**INSTRUCTIONS FOR THE TASK**
For every line in the records below that holds "RuleId", make a copy.

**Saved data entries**
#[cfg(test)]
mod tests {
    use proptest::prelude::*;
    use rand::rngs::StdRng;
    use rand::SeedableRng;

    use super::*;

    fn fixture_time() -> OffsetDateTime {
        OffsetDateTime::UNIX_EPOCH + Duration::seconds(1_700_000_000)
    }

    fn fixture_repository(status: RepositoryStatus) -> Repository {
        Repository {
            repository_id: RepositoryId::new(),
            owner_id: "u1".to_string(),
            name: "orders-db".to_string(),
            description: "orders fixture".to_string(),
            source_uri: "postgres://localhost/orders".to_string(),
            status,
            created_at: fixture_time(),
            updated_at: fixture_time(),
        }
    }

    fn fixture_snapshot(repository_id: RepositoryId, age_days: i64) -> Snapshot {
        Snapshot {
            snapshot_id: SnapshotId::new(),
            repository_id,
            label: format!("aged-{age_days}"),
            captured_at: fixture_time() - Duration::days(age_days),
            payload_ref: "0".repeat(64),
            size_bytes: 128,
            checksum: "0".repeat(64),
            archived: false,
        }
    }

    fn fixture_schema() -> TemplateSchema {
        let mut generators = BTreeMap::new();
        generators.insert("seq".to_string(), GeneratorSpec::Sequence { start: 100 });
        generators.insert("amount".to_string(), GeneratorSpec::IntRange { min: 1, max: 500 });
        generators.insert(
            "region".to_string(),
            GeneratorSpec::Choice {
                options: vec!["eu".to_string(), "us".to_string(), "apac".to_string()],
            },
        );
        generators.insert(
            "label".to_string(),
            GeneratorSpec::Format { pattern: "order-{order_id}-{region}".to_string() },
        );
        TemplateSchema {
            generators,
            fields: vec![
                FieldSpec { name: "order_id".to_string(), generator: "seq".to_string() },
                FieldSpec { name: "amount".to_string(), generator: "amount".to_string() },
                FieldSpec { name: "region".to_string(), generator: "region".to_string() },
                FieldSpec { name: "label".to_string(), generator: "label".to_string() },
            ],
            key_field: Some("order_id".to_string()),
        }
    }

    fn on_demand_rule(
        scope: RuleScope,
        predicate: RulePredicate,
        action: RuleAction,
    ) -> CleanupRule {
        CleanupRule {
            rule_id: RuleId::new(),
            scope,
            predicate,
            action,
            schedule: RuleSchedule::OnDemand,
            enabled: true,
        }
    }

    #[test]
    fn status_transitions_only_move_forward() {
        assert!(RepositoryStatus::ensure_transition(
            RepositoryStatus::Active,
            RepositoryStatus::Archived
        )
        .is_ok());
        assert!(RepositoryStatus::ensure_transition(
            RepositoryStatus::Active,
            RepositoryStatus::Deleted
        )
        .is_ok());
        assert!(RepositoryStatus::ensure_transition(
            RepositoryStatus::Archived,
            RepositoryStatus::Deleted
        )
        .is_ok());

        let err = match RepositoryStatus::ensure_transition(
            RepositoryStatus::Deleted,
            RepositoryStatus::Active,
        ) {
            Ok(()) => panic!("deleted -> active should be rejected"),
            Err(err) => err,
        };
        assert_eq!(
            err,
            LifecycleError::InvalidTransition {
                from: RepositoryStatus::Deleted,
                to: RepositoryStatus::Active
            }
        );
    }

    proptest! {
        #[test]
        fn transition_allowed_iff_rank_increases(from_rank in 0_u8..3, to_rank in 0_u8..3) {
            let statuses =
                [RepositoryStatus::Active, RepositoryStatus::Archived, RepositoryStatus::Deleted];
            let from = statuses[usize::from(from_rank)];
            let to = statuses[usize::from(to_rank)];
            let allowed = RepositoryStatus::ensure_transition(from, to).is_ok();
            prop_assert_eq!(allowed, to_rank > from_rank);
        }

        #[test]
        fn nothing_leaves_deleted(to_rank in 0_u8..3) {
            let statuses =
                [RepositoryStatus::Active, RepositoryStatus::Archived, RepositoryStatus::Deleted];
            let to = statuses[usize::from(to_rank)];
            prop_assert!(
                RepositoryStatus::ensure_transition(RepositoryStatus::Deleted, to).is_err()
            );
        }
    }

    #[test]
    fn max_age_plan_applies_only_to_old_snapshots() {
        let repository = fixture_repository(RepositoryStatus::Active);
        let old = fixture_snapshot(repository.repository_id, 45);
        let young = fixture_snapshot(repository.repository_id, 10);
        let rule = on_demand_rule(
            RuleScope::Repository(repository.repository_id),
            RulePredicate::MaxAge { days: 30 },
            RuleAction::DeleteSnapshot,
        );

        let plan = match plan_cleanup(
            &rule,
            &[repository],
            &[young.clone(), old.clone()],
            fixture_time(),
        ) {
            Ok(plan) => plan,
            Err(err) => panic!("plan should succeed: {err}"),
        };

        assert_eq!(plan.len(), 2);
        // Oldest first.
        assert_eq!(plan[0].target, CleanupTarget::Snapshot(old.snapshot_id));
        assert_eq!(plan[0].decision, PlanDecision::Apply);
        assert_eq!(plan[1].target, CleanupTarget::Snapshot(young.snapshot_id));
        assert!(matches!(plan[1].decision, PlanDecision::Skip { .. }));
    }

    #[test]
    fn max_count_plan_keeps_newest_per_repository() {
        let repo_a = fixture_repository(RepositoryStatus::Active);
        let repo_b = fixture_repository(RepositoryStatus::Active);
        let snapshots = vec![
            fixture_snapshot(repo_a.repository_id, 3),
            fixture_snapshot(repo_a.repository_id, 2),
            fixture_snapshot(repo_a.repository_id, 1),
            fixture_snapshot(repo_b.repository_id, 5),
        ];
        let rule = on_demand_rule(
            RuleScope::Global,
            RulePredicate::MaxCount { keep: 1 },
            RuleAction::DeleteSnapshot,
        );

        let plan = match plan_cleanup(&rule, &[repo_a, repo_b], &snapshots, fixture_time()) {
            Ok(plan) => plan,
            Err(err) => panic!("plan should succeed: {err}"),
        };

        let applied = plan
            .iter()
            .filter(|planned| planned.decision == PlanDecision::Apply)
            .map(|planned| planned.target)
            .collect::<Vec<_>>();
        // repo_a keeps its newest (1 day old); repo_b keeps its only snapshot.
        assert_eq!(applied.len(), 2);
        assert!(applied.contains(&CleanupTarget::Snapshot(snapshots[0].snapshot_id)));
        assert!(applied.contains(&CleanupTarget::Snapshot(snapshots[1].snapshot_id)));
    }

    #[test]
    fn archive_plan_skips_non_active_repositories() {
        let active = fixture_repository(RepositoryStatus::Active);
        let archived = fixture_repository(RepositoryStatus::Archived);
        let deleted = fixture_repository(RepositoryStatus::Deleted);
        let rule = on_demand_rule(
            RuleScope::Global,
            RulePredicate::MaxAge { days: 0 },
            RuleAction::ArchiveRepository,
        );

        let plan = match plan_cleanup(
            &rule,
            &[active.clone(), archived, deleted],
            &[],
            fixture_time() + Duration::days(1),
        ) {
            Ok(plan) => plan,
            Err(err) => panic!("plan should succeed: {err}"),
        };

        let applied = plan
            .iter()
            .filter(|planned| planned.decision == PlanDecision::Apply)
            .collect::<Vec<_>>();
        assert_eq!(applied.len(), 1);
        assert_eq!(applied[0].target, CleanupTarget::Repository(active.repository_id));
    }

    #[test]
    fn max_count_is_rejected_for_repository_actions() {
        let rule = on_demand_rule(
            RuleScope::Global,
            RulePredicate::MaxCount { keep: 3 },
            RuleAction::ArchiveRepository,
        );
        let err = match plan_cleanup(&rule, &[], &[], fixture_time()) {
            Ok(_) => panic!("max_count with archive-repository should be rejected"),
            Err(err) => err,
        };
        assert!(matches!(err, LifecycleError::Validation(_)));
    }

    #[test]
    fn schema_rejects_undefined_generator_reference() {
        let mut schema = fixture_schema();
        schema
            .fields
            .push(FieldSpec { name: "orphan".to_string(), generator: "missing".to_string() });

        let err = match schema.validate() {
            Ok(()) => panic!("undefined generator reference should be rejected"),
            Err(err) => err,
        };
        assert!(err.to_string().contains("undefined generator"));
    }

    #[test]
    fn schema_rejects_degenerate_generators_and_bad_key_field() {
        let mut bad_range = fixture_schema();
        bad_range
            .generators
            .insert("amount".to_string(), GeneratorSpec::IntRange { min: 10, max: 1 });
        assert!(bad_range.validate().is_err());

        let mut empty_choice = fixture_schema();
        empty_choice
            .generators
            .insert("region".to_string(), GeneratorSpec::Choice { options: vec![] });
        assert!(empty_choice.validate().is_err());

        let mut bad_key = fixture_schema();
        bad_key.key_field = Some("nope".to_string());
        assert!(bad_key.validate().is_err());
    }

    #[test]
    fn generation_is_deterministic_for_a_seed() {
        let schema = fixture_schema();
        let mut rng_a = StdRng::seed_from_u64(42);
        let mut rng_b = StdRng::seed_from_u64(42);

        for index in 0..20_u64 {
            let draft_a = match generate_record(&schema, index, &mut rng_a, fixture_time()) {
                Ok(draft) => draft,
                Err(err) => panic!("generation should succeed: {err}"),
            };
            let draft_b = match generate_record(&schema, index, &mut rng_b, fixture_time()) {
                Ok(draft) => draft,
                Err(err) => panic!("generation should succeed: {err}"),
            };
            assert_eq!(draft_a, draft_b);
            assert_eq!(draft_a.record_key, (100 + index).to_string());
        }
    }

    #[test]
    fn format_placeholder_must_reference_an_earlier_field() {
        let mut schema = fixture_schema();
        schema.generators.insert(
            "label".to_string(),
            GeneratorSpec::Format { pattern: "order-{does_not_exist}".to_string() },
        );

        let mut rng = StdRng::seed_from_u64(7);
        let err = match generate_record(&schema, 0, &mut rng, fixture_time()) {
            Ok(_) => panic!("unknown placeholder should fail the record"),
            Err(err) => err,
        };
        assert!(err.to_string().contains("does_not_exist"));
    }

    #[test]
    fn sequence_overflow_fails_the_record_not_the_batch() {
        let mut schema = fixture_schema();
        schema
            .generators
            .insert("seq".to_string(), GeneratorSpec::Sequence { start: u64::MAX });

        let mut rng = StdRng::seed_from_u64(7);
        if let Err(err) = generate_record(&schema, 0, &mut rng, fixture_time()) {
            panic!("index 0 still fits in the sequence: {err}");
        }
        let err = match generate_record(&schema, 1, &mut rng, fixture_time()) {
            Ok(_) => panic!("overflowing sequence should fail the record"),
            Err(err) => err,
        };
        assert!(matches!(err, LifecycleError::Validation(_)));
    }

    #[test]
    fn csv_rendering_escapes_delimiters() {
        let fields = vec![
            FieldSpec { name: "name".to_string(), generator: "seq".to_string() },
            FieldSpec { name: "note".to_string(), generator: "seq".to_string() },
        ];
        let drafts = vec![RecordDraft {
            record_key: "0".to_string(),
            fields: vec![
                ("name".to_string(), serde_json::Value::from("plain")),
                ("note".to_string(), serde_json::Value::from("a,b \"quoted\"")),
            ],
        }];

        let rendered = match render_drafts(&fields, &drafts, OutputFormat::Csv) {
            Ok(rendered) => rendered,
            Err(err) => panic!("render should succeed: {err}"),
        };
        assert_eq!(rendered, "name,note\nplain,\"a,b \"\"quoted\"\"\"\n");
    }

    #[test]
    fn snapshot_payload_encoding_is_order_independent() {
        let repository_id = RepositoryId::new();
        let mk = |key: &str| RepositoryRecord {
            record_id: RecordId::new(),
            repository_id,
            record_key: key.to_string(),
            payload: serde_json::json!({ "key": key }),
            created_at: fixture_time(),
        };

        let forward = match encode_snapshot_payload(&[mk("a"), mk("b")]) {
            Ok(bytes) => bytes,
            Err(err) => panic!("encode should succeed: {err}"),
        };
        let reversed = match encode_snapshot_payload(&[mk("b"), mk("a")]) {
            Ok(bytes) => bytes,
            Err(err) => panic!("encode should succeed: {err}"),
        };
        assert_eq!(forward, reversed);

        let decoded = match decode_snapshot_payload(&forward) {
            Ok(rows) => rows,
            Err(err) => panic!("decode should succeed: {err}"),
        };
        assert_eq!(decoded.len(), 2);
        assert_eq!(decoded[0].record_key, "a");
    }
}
...
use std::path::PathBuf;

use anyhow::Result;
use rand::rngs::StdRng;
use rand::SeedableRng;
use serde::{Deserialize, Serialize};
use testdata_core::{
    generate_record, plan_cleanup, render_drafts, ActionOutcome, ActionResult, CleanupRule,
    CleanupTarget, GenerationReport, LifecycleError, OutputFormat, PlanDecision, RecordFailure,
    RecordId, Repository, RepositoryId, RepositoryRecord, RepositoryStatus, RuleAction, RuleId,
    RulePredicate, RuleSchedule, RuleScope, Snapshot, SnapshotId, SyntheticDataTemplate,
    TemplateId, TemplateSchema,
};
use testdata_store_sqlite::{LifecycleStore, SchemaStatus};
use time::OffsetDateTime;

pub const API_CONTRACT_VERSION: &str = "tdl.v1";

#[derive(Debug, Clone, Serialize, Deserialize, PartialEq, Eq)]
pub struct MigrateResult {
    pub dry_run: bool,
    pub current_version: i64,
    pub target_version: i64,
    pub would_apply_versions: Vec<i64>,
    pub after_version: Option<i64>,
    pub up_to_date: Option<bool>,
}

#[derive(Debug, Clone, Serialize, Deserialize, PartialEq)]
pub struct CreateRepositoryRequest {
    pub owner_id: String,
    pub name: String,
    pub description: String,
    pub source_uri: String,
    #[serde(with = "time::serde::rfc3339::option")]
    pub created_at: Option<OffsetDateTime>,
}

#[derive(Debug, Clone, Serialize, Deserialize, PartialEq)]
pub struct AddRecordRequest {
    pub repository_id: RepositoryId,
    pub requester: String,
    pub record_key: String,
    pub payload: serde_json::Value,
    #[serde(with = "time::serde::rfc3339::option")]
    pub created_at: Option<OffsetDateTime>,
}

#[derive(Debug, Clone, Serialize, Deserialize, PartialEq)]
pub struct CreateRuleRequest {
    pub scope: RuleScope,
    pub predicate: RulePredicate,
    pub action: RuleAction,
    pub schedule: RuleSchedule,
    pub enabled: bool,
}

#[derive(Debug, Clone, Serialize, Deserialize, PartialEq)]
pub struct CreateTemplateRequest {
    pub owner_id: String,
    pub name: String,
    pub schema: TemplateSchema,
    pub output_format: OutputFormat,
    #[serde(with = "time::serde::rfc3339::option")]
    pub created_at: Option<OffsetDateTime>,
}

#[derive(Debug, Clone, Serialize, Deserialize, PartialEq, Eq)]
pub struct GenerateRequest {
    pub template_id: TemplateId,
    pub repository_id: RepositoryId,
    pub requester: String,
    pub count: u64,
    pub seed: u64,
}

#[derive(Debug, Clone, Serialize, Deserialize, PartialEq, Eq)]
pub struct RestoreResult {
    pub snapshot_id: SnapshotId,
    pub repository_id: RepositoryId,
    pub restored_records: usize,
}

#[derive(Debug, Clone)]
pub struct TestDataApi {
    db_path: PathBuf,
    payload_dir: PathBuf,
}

**RESPONSE BELOW**
            rule_id: RuleId::new(),
    RecordId, Repository, RepositoryId, RepositoryRecord, RepositoryStatus, RuleAction, RuleId,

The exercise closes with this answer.